Conduct an assessment. This is where I’ve really fallen down in the past. You know when you try something on fresh out of an ASOS parcel or you’re in a fitting room and you wear it for all of about 5 seconds before you remove it and conclude that it’s alright. Yep. Been there, done that, had a wardrobe full of ‘itchy, scratchy, digs into my belly’ items. These days I’m trying to conduct a real assessment of an item before I decide whether it’s something that could sit in my wardrobe and I wouldn’t have any niggles about it. Before I even try an item on I have a look at the label; firstly to check the material and then the cleaning instructions. Then I try it on and I do all sorts of crazy moves around the flat or in the fitting room. I try and go for a bit of a walk, wave my arms up in the air, pretend to hug someone, sit down – I look mad – but by doing all of these things I can check to see if there’s something about the piece that would get really darn annoying.

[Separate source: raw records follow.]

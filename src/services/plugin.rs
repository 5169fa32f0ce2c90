//! Plugin interface.
//!
//! Plugins contribute their own pipeline item types and bindable objects. The
//! engine never interprets plugin data: it hands the owning plugin the item
//! and lets it draw, bind, or intersect.

use std::fmt;
use std::ops::Deref;
use std::sync::Arc;

use glam::Mat4;

use super::objects::PluginObject;
use crate::device::GpuDevice;
use crate::engine::FrameContext;
use crate::picking::Ray;
use crate::pipeline::PluginItem;

/// Hooks a plugin implements. Every method has a no-op default.
///
/// Methods take `&self`: a plugin is shared between every item and object it
/// owns, so it keeps its own mutable state behind interior mutability.
pub trait Plugin {
    fn name(&self) -> &str;

    /// Called once per frame before the first pass.
    fn begin_render(&self) {}

    /// Called once per frame after the last pass.
    fn end_render(&self) {}

    /// Binds a plugin object to resource `slot` of the current program.
    fn bind_object(&self, _device: &mut dyn GpuDevice, _object: &PluginObject, _slot: u32) {}

    /// Executes a top-level plugin item together with its sub-items.
    fn execute_item(&self, _device: &mut dyn GpuDevice, _item: &PluginItem) {}

    /// Draws a plugin item placed inside the shader pass named `pass`.
    fn execute_pass_item(
        &self,
        _device: &mut dyn GpuDevice,
        _pass: &str,
        _item: &PluginItem,
        _context: &FrameContext,
    ) {
    }

    /// Whether items of `item_type` can be hit by a ray pick.
    fn is_item_pickable(&self, _item_type: &str) -> bool {
        false
    }

    /// Distance along `ray` (already in the item's local space) to the item,
    /// if hit.
    fn intersect_item(&self, _item: &PluginItem, _ray: &Ray) -> Option<f32> {
        None
    }

    /// World transform of the item named `name`.
    fn item_world_matrix(&self, _name: &str) -> Mat4 {
        Mat4::IDENTITY
    }

    /// The item named `name` was asked to recompile.
    fn handle_recompile(&self, _name: &str) {}
}

/// Shared reference to a plugin.
#[derive(Clone)]
pub struct PluginRef(Arc<dyn Plugin>);

impl PluginRef {
    pub fn new(plugin: impl Plugin + 'static) -> Self {
        Self(Arc::new(plugin))
    }

    /// Whether both references point at the same plugin instance.
    #[must_use]
    pub fn ptr_eq(&self, other: &PluginRef) -> bool {
        Arc::ptr_eq(&self.0, &other.0)
    }
}

impl From<Arc<dyn Plugin>> for PluginRef {
    fn from(plugin: Arc<dyn Plugin>) -> Self {
        Self(plugin)
    }
}

impl Deref for PluginRef {
    type Target = dyn Plugin;

    fn deref(&self) -> &Self::Target {
        &*self.0
    }
}

impl fmt::Debug for PluginRef {
    fn fmt(&self, f: &mut fmt::Formatter<'_>) -> fmt::Result {
        f.debug_tuple("PluginRef").field(&self.0.name()).finish()
    }
}

/// Every loaded plugin, in load order.
#[derive(Debug, Default)]
pub struct PluginRegistry {
    plugins: Vec<PluginRef>,
}

impl PluginRegistry {
    #[must_use]
    pub fn new() -> Self {
        Self::default()
    }

    pub fn register(&mut self, plugin: PluginRef) {
        log::info!("Registered plugin '{}'", plugin.name());
        self.plugins.push(plugin);
    }

    pub fn iter(&self) -> impl Iterator<Item = &PluginRef> {
        self.plugins.iter()
    }

    #[must_use]
    pub fn len(&self) -> usize {
        self.plugins.len()
    }

    #[must_use]
    pub fn is_empty(&self) -> bool {
        self.plugins.is_empty()
    }

    pub fn begin_render(&self) {
        for plugin in &self.plugins {
            plugin.begin_render();
        }
    }

    pub fn end_render(&self) {
        for plugin in &self.plugins {
            plugin.end_render();
        }
    }
}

Not allow ball-ache factors get in the way. I’m talking about the times when you have to walk all the way into town to return an item when you’ve got a mad week and the thought of taking an hour out of your day to do that gives you heart palpitations. Or when the returns process of an online purchase is a five-step, call up customer service, get a returns number, have to pay for the delivery, complete and utter pain in the arse situation. I’m doing it. Even if it takes an age. Even if I have to talk to someone on the phone (EW!). Even if I have to walk into town and it makes me a moody mare for the rest of the day. I’m returning everything and anything that doesn’t make me feel like a million dollars when I wear it. Bad purchases will not be hung on to for all the wrong reasons/because I’m lazy.

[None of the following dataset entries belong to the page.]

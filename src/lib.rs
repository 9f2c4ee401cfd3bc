//! # Dosguard Validation
//!
//! Admission validation for DoS-protection configuration resources.
//! User-authored policy and log-destination definitions are checked
//! before they enter the configuration-generation pipeline, so that
//! downstream generation never sees an invalid shape.
//!
//! ## Features
//!
//! - **Shape checking**: policy and log-configuration resources are
//!   validated against fixed required-field sets
//! - **Annotation grammars**: name length, `host:port`/`stderr` log
//!   destinations, and monitor URLs
//! - **Structured errors**: every rejection carries a discriminated
//!   kind plus the offending resource name or value, with the
//!   underlying cause preserved
//! - **Stateless**: pure functions, safe to call concurrently
//!
//! ## Quick Start
//!
//! ```rust
//! use dosguard_validation::{Resource, validate_dos_log_dest, validate_dos_policy};
//! use serde_json::json;
//!
//! let policy = Resource::new(json!({
//!     "metadata": { "name": "dos-protected" },
//!     "spec": { "name": "dos-protected" }
//! }));
//! assert!(validate_dos_policy(&policy).is_ok());
//!
//! assert!(validate_dos_log_dest("127.0.0.1:514").is_ok());
//! assert!(validate_dos_log_dest("example.com:70000").is_err());
//! ```

#![warn(clippy::all)]

pub mod error;
pub mod resource;
pub mod validation;

// Re-export main types
pub use error::{Result, ValidationError};
pub use resource::{Resource, ResourceKind};
pub use validation::{
    MAX_NAME_LENGTH, MissingFieldsError, check_required_fields, validate_dos_log_conf,
    validate_dos_log_dest, validate_dos_monitor, validate_dos_name, validate_dos_policy,
};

Ignore the pressure. I always tend to shop alone and I’m ok with that. I like to be a bit of a loner when I peruse the shops. It allows me to go at my own pace, stick to shops that I actually want to visit and means I don’t get a pang to make a purchase just because the person I’m with is spending a small fortune. There are of course exceptions to the rule when it’s fun to hit to the town with a friend, but overall I’m a lone ranger. The fact that I’m a lone ranger, combined with the fact that I love to chat often means I end up getting chatty with the shop staff which then makes me feel like the world’s worst person when I’ve spent an age in there, tried on mountains of clothes and then leave empty handed. But the fact of the matter is, what if you just didn’t like anything you tried on? Surely it’s better to leave without buying a lacklustre jumper than it is to drop money on an item that will gather dust in your wardrobe because you only got it as a ‘guilt’ purchase. My innate ability to please hates whenever I do this, but I’m trying to get better at not buying things just because it’s awkward not to. It’s time to embrace the awkward turtle!